First the role of Telcos in data center development.

China differs from the US in that the telecommunications industry has taken the lead over the IT industry in dominating the data center market.

10% of the USA data center capacity is for the Federal government, and there is a huge market for data centers that have nothing to do with the gov’t.  China’s government is the #1 player in data center capacity build out, and you will need to fit in China government’s plans.

Another major difference between China's data center market compared to the US is that most data centers in China are owned and run by the government.

LBNL points out the government influence has an advantage to green the data center in that they only need to convince the government to make the changes.

Sector[sic] Sarton says that this difference could be advantageous if they can "convince the government to make the changes... they can make the changes quicker."

Berkeley Lab is also hoping to work with China to install technologies such as warm-water liquid cooling and DC power through its partner agency.

So what is the project?

The project is being run by Dale Sartor, head of the Building Technology's Applications Team, and Bo Shen of the China Energy Group.

The Berkeley Lab scientists will work with the China Institute of Electronics and the China Electronics Standardization Institute to "share best practices, case studies and other material" to help form standards and training programs for China's data center industry.

Sarton says that China has a wide range of energy efficiency within its data centers but ultimately shows "a lot of room for improvement."

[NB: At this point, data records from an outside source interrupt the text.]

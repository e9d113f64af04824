//! Authenticated identity and the wire shapes exchanged with the auth endpoints.

use serde::{Deserialize, Serialize};

use crate::types::Timestamp;

/// The identity of the logged-in user.
///
/// Persisted as camelCase JSON next to the bearer token, so the field names
/// are part of the on-disk format.
#[derive(Debug, Clone, PartialEq, Eq, Serialize, Deserialize)]
#[serde(rename_all = "camelCase")]
pub struct User {
    /// Opaque backend id. Empty when the identity was built from a login
    /// response, which does not carry it.
    pub id: String,
    pub username: String,
    pub email: String,
    #[serde(default, skip_serializing_if = "Option::is_none")]
    pub first_name: Option<String>,
    #[serde(default, skip_serializing_if = "Option::is_none")]
    pub last_name: Option<String>,
    pub is_active: bool,
    pub created_at: Timestamp,
}

impl User {
    /// Build the minimal identity record for a freshly logged-in user.
    pub fn from_login(username: impl Into<String>) -> Self {
        Self {
            id: String::new(),
            username: username.into(),
            email: String::new(),
            first_name: None,
            last_name: None,
            is_active: true,
            created_at: chrono::Utc::now(),
        }
    }
}

/// Successful authentication result returned by `/auth/login` and
/// `/auth/refresh`.
#[derive(Debug, Clone, PartialEq, Eq, Serialize, Deserialize)]
#[serde(rename_all = "camelCase")]
pub struct JwtResponse {
    pub access_token: String,
    #[serde(default = "default_token_type")]
    pub token_type: String,
    pub username: String,
}

fn default_token_type() -> String {
    "Bearer".to_string()
}

/// Credentials posted to `/auth/login`.
#[derive(Debug, Clone, Serialize)]
pub struct LoginRequest {
    pub username: String,
    pub password: String,
}

/// Generic `{ message, success }` acknowledgement used by most mutating
/// backend endpoints.
#[derive(Debug, Clone, PartialEq, Eq, Serialize, Deserialize)]
pub struct MessageResponse {
    #[serde(default)]
    pub message: String,
    #[serde(default)]
    pub success: bool,
}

The original article referenced is here in Physorg.com.

Berkeley lab to help China improve energy efficiency of data centers

December 21, 2010

The amount of energy consumed by data centers is increasing rapidly around the world, and China is no exception. With its growing information technology and telecom industries and its emerging status as a supercomputer power, China continues to expand its data center capacity. In an effort to help reduce carbon emissions, the U.S. Department of Energy's Lawrence Berkeley National Laboratory, a world leader in high-performance buildings, has started working with China to improve the energy performance of its data centers.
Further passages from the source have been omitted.